One recent NIH study examines the way in which the virus is able to infect healthy cells by inserting its genetic material into them.
The work was conducted by Dr. Leonid V. Chernomordik, senior researcher, and other specialists, including lead author Dr. Elena Zaitseva, at the Eunice Kennedy Shriver National Institute of Child Health and Human Development (NICHD), which is part of the NIH.
The discoveries made by the specialists, potentially leading to the creation of new, more efficient virus-preventive drugs, were recently published in Cell Host & Microbe.
The researchers identified and analyzed a crucial part of the HIV transmission process, which, if prevented, can halt infection.
The infection process happens when a protein on the surface of an HIV particle binds to surface molecules of a previously healthy cell. This leads to the eventual fusion of the virus’ and the cell’s outer membranes, which allows HIV’s genetic material to enter the cell.
It was found that during this process, a protein called “transmembrane protein 16F” (TMEM 16F) becomes active. TMEM 16F transfers phosphatidylserine, a phospholipid found inside the cell membrane, to its outer surface.
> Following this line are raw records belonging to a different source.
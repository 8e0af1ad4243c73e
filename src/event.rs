//! Events decoded from kanata and the commands they turn into.
//!
//! [`Event`] is the normalized form of the two kanata notifications the
//! bridge understands.  [`SinkCommand`] is the argument vector handed to
//! the status bar; its [`Display`](fmt::Display) form is the quoted
//! command line (`--trigger kbd_layer LAYER='nav'`) and is what the
//! length limit is measured against.

use std::fmt;

/// SketchyBar event fired on layer changes.
pub const LAYER_EVENT: &str = "kbd_layer";

/// SketchyBar event fired on modifier changes.
pub const MOD_EVENT: &str = "kbd_mod";

/// Longest rendered command the status bar accepts, in bytes.
pub const MAX_COMMAND_LEN: usize = 511;

/// A decoded kanata notification.
#[derive(Debug, Clone, PartialEq, Eq)]
pub enum Event {
    /// The active layer switched to `layer`.
    LayerChange { layer: String },
    /// A `group:name:state` push message.
    ///
    /// `group` is carried along but not forwarded to the bar.
    ModifierState {
        group: String,
        name: String,
        state: String,
    },
}

impl Event {
    /// Build the trigger command for this event.
    pub fn to_command(&self) -> Result<SinkCommand, SinkCommandError> {
        match self {
            Event::LayerChange { layer } => {
                SinkCommand::trigger(LAYER_EVENT, &[("LAYER", layer.as_str())])
            }
            Event::ModifierState { name, state, .. } => SinkCommand::trigger(
                MOD_EVENT,
                &[("MOD", name.as_str()), ("STATE", state.as_str())],
            ),
        }
    }
}

impl fmt::Display for Event {
    fn fmt(&self, f: &mut fmt::Formatter<'_>) -> fmt::Result {
        match self {
            Event::LayerChange { layer } => write!(f, "layer -> {}", layer),
            Event::ModifierState { name, state, .. } => write!(f, "mod {} -> {}", name, state),
        }
    }
}

/// Errors from building a [`SinkCommand`].
#[derive(Debug, Clone, PartialEq, Eq, thiserror::Error)]
pub enum SinkCommandError {
    #[error("command is {len} bytes, limit is {}", MAX_COMMAND_LEN)]
    TooLong { len: usize },
}

/// One invocation of the status bar program.
#[derive(Debug, Clone, PartialEq, Eq)]
pub struct SinkCommand {
    args: Vec<String>,
}

impl SinkCommand {
    /// `--add event <name>`, sent once per event at startup.
    pub fn add_event(name: &str) -> Result<Self, SinkCommandError> {
        Self::checked(vec!["--add".into(), "event".into(), name.into()])
    }

    /// `--trigger <name> KEY=value ...`
    pub fn trigger(name: &str, params: &[(&str, &str)]) -> Result<Self, SinkCommandError> {
        let mut args = Vec::with_capacity(params.len() + 2);
        args.push("--trigger".to_string());
        args.push(name.to_string());
        args.extend(params.iter().map(|(k, v)| format!("{}={}", k, v)));
        Self::checked(args)
    }

    fn checked(args: Vec<String>) -> Result<Self, SinkCommandError> {
        let cmd = Self { args };
        let len = cmd.to_string().len();
        if len > MAX_COMMAND_LEN {
            return Err(SinkCommandError::TooLong { len });
        }
        Ok(cmd)
    }

    /// Program arguments, unquoted.
    pub fn args(&self) -> &[String] {
        &self.args
    }
}

impl fmt::Display for SinkCommand {
    fn fmt(&self, f: &mut fmt::Formatter<'_>) -> fmt::Result {
        for (i, arg) in self.args.iter().enumerate() {
            if i > 0 {
                f.write_str(" ")?;
            }
            match arg.split_once('=') {
                Some((key, value)) if !arg.starts_with('-') => write!(f, "{}='{}'", key, value)?,
                _ => f.write_str(arg)?,
            }
        }
        Ok(())
    }
}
Phosphatidylserine plays an important role in cell signaling, a communication process coordinating cell action. If the signaling is disrupted, then the system becomes exposed to anomalies. Previous research published in The Open Virology Journal suggested that HIV exploits cell signaling, but the results remained contested.
In the new study conducted at NICHD, researchers observed that virus molecules bind with phosphatidylserine. This is a key element facilitating the embedding of HIV genetic material into healthy cells, as phosphatidylserine’s signaling boosts the fusion process.
The team also noticed that chemically blocking the transfer of the phospholipid, or binding it to other molecules to prevent a bond with those of HIV, can prevent fusion. In this way, the process of infection is interrupted.
“Our findings suggest that the ability of the cells to mount PS [phosphatidylserine] signaling is an important aspect of immune cell activation and one of the controlling mechanisms for both productive and aborted infection of the cells.”
Dr. Elena Zaitseva et al.
The researchers suggest that this discovery might lead to the development of much more effective HIV treatments, focused on disrupting the transmission of HIV genetic material to cells.
Though this gives new hope in the battle against HIV, the improved treatment still lies far ahead in the future. Further studies are needed to perfect our understanding of the virus, the researchers note.